== Directions for this task ==
Each entry needs to appear again, retyped exactly as it is below.

*** Input records ***

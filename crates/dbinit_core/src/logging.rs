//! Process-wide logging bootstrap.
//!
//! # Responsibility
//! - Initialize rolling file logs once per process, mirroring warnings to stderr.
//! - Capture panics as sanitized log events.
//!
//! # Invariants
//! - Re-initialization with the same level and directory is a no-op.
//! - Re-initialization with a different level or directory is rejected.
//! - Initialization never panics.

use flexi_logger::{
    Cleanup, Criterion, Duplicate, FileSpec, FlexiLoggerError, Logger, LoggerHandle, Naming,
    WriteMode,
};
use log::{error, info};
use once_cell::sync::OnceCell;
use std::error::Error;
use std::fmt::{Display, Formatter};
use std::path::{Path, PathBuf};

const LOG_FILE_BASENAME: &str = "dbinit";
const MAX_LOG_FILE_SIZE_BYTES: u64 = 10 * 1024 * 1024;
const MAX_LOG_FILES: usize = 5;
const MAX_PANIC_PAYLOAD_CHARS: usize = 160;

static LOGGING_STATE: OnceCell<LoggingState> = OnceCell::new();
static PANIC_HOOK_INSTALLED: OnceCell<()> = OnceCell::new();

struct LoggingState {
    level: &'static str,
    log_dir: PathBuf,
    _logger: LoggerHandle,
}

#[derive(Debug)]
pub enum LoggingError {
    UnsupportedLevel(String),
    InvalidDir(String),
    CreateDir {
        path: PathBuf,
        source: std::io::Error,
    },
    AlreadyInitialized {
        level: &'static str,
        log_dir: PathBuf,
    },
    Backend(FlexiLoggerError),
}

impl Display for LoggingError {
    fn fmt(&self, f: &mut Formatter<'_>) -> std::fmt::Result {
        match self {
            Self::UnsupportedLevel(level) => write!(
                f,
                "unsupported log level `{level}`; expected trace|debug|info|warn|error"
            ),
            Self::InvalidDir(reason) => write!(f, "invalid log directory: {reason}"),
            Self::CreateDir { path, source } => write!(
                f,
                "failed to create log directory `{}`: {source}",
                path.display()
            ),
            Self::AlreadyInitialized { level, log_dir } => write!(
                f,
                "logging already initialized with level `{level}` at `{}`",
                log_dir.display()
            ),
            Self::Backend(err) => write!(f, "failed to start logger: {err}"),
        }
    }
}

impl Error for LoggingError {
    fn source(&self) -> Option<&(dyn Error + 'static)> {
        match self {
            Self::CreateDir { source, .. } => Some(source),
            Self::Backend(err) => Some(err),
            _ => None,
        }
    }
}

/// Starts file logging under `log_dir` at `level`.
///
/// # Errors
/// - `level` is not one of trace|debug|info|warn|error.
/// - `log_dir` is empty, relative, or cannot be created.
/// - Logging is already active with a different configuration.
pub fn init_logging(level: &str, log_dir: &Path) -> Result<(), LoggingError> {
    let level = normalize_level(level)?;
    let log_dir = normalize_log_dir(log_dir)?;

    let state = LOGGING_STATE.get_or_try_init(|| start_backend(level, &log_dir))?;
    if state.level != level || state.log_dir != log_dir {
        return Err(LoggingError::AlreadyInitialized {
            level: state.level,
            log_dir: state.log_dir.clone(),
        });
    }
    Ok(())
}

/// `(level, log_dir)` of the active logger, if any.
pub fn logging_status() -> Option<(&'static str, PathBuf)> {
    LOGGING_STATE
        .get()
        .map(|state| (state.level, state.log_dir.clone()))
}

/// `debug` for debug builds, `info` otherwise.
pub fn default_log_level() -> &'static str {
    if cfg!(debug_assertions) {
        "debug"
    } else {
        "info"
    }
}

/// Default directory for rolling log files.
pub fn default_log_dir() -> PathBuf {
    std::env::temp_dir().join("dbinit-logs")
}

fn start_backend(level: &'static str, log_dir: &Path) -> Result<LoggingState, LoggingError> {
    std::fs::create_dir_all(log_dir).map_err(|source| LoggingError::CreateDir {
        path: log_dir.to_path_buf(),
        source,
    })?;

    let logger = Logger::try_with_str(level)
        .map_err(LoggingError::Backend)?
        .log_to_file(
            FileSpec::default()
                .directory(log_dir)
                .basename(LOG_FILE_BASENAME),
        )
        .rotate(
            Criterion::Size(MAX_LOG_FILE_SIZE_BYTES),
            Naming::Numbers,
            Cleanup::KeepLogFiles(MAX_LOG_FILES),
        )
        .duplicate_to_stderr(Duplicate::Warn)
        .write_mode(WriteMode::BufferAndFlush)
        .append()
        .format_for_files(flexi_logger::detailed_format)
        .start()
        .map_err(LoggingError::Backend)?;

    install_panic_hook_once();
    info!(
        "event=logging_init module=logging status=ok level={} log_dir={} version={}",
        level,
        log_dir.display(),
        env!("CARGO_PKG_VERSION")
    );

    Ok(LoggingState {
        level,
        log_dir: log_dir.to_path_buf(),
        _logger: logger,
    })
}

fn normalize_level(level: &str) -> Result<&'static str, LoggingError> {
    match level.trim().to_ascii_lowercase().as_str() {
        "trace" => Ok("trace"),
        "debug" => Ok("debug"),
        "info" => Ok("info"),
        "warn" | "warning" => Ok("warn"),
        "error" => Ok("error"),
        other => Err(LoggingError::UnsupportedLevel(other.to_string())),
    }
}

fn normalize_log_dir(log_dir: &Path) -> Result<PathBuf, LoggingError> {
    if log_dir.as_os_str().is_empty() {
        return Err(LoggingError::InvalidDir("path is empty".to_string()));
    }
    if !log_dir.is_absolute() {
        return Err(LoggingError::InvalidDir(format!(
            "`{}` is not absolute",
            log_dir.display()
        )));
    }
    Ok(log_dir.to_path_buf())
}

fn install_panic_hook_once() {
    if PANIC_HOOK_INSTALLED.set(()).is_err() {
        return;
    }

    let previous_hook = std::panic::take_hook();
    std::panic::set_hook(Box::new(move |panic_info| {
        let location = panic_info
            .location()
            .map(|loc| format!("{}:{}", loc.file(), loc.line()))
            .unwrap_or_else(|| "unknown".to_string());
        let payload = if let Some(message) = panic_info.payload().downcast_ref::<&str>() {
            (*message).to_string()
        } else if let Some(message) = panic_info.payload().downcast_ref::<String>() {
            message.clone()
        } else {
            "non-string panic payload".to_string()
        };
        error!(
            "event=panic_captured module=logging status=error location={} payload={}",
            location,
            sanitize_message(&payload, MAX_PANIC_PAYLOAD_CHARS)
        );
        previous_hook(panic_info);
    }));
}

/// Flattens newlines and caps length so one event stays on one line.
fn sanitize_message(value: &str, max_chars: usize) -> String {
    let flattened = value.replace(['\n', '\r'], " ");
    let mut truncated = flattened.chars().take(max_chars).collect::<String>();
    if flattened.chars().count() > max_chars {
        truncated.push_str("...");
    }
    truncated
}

***

== Exercise result ==
filename crates/dbinit_core/src/logging.rs
//! Process-wide logging bootstrap.
//!
//! # Responsibility
//! - Initialize rolling file logs once per process, mirroring warnings to stderr.
//! - Capture panics as sanitized log events.
//!
//! # Invariants
//! - Re-initialization with the same level and directory is a no-op.
//! - Re-initialization with a different level or directory is rejected.
//! - Initialization never panics.

use flexi_logger::{
    Cleanup, Criterion, Duplicate, FileSpec, FlexiLoggerError, Logger, LoggerHandle, Naming,
    WriteMode,
};
use log::{error, info};
use once_cell::sync::OnceCell;
use std::error::Error;
use std::fmt::{Display, Formatter};
use std::path::{Path, PathBuf};

const LOG_FILE_BASENAME: &str = "dbinit";
const MAX_LOG_FILE_SIZE_BYTES: u64 = 10 * 1024 * 1024;
const MAX_LOG_FILES: usize = 5;
const MAX_PANIC_PAYLOAD_CHARS: usize = 160;

static LOGGING_STATE: OnceCell<LoggingState> = OnceCell::new();
static PANIC_HOOK_INSTALLED: OnceCell<()> = OnceCell::new();

struct LoggingState {
    level: &'static str,
    log_dir: PathBuf,
    _logger: LoggerHandle,
}

#[derive(Debug)]
pub enum LoggingError {
    UnsupportedLevel(String),
    InvalidDir(String),
    CreateDir {
        path: PathBuf,
        source: std::io::Error,
    },
    AlreadyInitialized {
        level: &'static str,
        log_dir: PathBuf,
    },
    Backend(FlexiLoggerError),
}

impl Display for LoggingError {
    fn fmt(&self, f: &mut Formatter<'_>) -> std::fmt::Result {
        match self {
            Self::UnsupportedLevel(level) => write!(
                f,
                "unsupported log level `{level}`; expected trace|debug|info|warn|error"
            ),
            Self::InvalidDir(reason) => write!(f, "invalid log directory: {reason}"),
            Self::CreateDir { path, source } => write!(
                f,
                "failed to create log directory `{}`: {source}",
                path.display()
            ),
            Self::AlreadyInitialized { level, log_dir } => write!(
                f,
                "logging already initialized with level `{level}` at `{}`",
                log_dir.display()
            ),
            Self::Backend(err) => write!(f, "failed to start logger: {err}"),
        }
    }
}

impl Error for LoggingError {
    fn source(&self) -> Option<&(dyn Error + 'static)> {
        match self {
            Self::CreateDir { source, .. } => Some(source),
            Self::Backend(err) => Some(err),
            _ => None,
        }
    }
}

/// Starts file logging under `log_dir` at `level`.
///
/// # Errors
/// - `level` is not one of trace|debug|info|warn|error.
/// - `log_dir` is empty, relative, or cannot be created.
/// - Logging is already active with a different configuration.
pub fn init_logging(level: &str, log_dir: &Path) -> Result<(), LoggingError> {
    let level = normalize_level(level)?;
    let log_dir = normalize_log_dir(log_dir)?;

    let state = LOGGING_STATE.get_or_try_init(|| start_backend(level, &log_dir))?;
    if state.level != level || state.log_dir != log_dir {
        return Err(LoggingError::AlreadyInitialized {
            level: state.level,
            log_dir: state.log_dir.clone(),
        });
    }
    Ok(())
}

/// `(level, log_dir)` of the active logger, if any.
pub fn logging_status() -> Option<(&'static str, PathBuf)> {
    LOGGING_STATE
        .get()
        .map(|state| (state.level, state.log_dir.clone()))
}

/// `debug` for debug builds, `info` otherwise.
pub fn default_log_level() -> &'static str {
    if cfg!(debug_assertions) {
        "debug"
    } else {
        "info"
    }
}

/// Default directory for rolling log files.
pub fn default_log_dir() -> PathBuf {
    std::env::temp_dir().join("dbinit-logs")
}

fn start_backend(level: &'static str, log_dir: &Path) -> Result<LoggingState, LoggingError> {
    std::fs::create_dir_all(log_dir).map_err(|source| LoggingError::CreateDir {
        path: log_dir.to_path_buf(),
        source,
    })?;

    let logger = Logger::try_with_str(level)
        .map_err(LoggingError::Backend)?
        .log_to_file(
            FileSpec::default()
                .directory(log_dir)
                .basename(LOG_FILE_BASENAME),
        )
        .rotate(
            Criterion::Size(MAX_LOG_FILE_SIZE_BYTES),
            Naming::Numbers,
            Cleanup::KeepLogFiles(MAX_LOG_FILES),
        )
        .duplicate_to_stderr(Duplicate::Warn)
        .write_mode(WriteMode::BufferAndFlush)
        .append()
        .format_for_files(flexi_logger::detailed_format)
        .start()
        .map_err(LoggingError::Backend)?;

    install_panic_hook_once();
    info!(
        "event=logging_init module=logging status=ok level={} log_dir={} version={}",
        level,
        log_dir.display(),
        env!("CARGO_PKG_VERSION")
    );

    Ok(LoggingState {
        level,
        log_dir: log_dir.to_path_buf(),
        _logger: logger,
    })
}

fn normalize_level(level: &str) -> Result<&'static str, LoggingError> {
    match level.trim().to_ascii_lowercase().as_str() {
        "trace" => Ok("trace"),
        "debug" => Ok("debug"),
        "info" => Ok("info"),
        "warn" | "warning" => Ok("warn"),
        "error" => Ok("error"),
        other => Err(LoggingError::UnsupportedLevel(other.to_string())),
    }
}

fn normalize_log_dir(log_dir: &Path) -> Result<PathBuf, LoggingError> {
    if log_dir.as_os_str().is_empty() {
        return Err(LoggingError::InvalidDir("path is empty".to_string()));
    }
    if !log_dir.is_absolute() {
        return Err(LoggingError::InvalidDir(format!(
            "`{}` is not absolute",
            log_dir.display()
        )));
    }
    Ok(log_dir.to_path_buf())
}

fn install_panic_hook_once() {
    if PANIC_HOOK_INSTALLED.set(()).is_err() {
        return;
    }

    let previous_hook = std::panic::take_hook();
    std::panic::set_hook(Box::new(move |panic_info| {
        let location = panic_info
            .location()
            .map(|loc| format!("{}:{}", loc.file(), loc.line()))
            .unwrap_or_else(|| "unknown".to_string());
        let payload = if let Some(message) = panic_info.payload().downcast_ref::<&str>() {
            (*message).to_string()
        } else if let Some(message) = panic_info.payload().downcast_ref::<String>() {
            message.clone()
        } else {
            "non-string panic payload".to_string()
        };
        error!(
            "event=panic_captured module=logging status=error location={} payload={}",
            location,
            sanitize_message(&payload, MAX_PANIC_PAYLOAD_CHARS)
        );
        previous_hook(panic_info);
    }));
}

/// Flattens newlines and caps length so one event stays on one line.
fn sanitize_message(value: &str, max_chars: usize) -> String {
    let flattened = value.replace(['\n', '\r'], " ");
    let mut truncated = flattened.chars().take(max_chars).collect::<String>();
    if flattened.chars().count() > max_chars {
        truncated.push_str("...");
    }
    truncated
}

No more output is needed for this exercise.